The majority of young people discussed how they have felt ‘normal’ and like part of a family since coming into care. This was expressed regardless of participants’ current relationships with biological family, with many describing strong and important bonds with both their biological and foster family. Feeling like part of a family was especially valued and some expressed their appreciation for the support and sense of belonging provided by their foster carers.

Just feel like an ordinary family really, like an ordinary person. Sometimes I don’t even realise I’m in care. (11 years old)

I’m lucky I ended up here. I’m so goddamn lucky I ended up here, coz this is my home now, it’s my family and I love ’em, I love ’em, I actually do, coz they’re my family. (12 years old)

In some cases, these positive aspects of their placement were reported to facilitate improvements within different areas of participants’ lives, such as their school, and their ability to cope with difficult situations and emotions.

They [carers] like understand what I’m saying and like if I’m annoyed they help me to know how to calm down. (10 years old)

I started knuckling down at school, because I felt safe. (12 years old)

Subtheme 2: negative aspects of being in care included feeling different and not being listened to or respected

Most participants discussed feeling ‘different’ because they were a young person in care, and were concerned about others’ judgement. Mandatory forms and compulsory meetings with social workers could create difficult situations for participants, or ‘annoying’ disruptions, which served as regular reminders that they were different from other children, who were not asked to fill in forms and (for example) leave class to meet with a social worker. Alongside this, concerns about others’ (eg, teachers, peers) lack of understanding meant that many participants were very conscious of being judged or stigmatised, particularly within the school context.

Most people think you are naughty ’cause you’re in care. (10 years old)

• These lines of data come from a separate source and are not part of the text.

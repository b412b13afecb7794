//! Key origin metadata: master key fingerprint plus derivation path.

use std::fmt;
use std::str::FromStr;

/// Bit marking a hardened derivation index.
pub const HARDENED: u32 = 0x8000_0000;

/// Where a public key was derived from.
///
/// `fingerprint` is the first four bytes of the Hash160 of the master
/// public key; `path` holds the child indices, hardened ones with
/// [`HARDENED`] set.
#[derive(Clone, Debug, Default, PartialEq, Eq, PartialOrd, Ord, Hash)]
pub struct KeyOriginInfo {
    /// Master key fingerprint.
    pub fingerprint: [u8; 4],
    /// Derivation path from the master key.
    pub path: Vec<u32>,
}

impl KeyOriginInfo {
    /// Create a key origin from a fingerprint and path.
    pub fn new(fingerprint: [u8; 4], path: Vec<u32>) -> Self {
        KeyOriginInfo { fingerprint, path }
    }
}

impl fmt::Display for KeyOriginInfo {
    /// Renders as `aabbccdd/44'/0'/0`.
    fn fmt(&self, f: &mut fmt::Formatter<'_>) -> fmt::Result {
        write!(f, "{}", hex::encode(self.fingerprint))?;
        for index in &self.path {
            if index & HARDENED != 0 {
                write!(f, "/{}'", index & !HARDENED)?;
            } else {
                write!(f, "/{}", index)?;
            }
        }
        Ok(())
    }
}

impl FromStr for KeyOriginInfo {
    type Err = String;

    /// Parses the `Display` form; `h` is accepted as a hardened marker too.
    fn from_str(s: &str) -> Result<Self, Self::Err> {
        let mut parts = s.split('/');
        let fp = parts.next().unwrap_or_default();
        let bytes = hex::decode(fp).map_err(|e| format!("invalid fingerprint {}: {}", fp, e))?;
        let fingerprint: [u8; 4] = bytes
            .try_into()
            .map_err(|_| format!("fingerprint {} is not 4 bytes", fp))?;

        let path = parts
            .map(|part| {
                let (digits, hardened) = match part.strip_suffix(['\'', 'h']) {
                    Some(d) => (d, true),
                    None => (part, false),
                };
                let index: u32 = digits
                    .parse()
                    .map_err(|_| format!("invalid path element {}", part))?;
                if index & HARDENED != 0 {
                    return Err(format!("path element {} out of range", part));
                }
                Ok(if hardened { index | HARDENED } else { index })
            })
            .collect::<Result<Vec<_>, _>>()?;

        Ok(KeyOriginInfo { fingerprint, path })
    }
}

Like the social workers coming in here [school] or whatever… it’s awkward ’cause like a normal person wouldn’t really have that. (10 years old)

Among adolescents and particularly those struggling with mental health difficulties, feeling different from their peers was often accompanied by complaints of lacking freedom and control, generating a feeling of restricted independence. This led some older participants to express their desire to leave the care system and move into independent living, in order to take back control over their lives.

I have no control over my own life. (16 years old)

I want to go into independent living, because I’ve had enough of living with, like, parent figures and I just want to be on my own and be independent and prove that I can do it. (16 years old)

Theme 2: social support was considered key to coping but not always available, while access to professional support was inconsistent

The majority of participants most valued informal day-to-day support from a trusted adult, while describing formal/professional support to be less available and less helpful. Many participants expressed the need for professional support to be improved and made more readily available.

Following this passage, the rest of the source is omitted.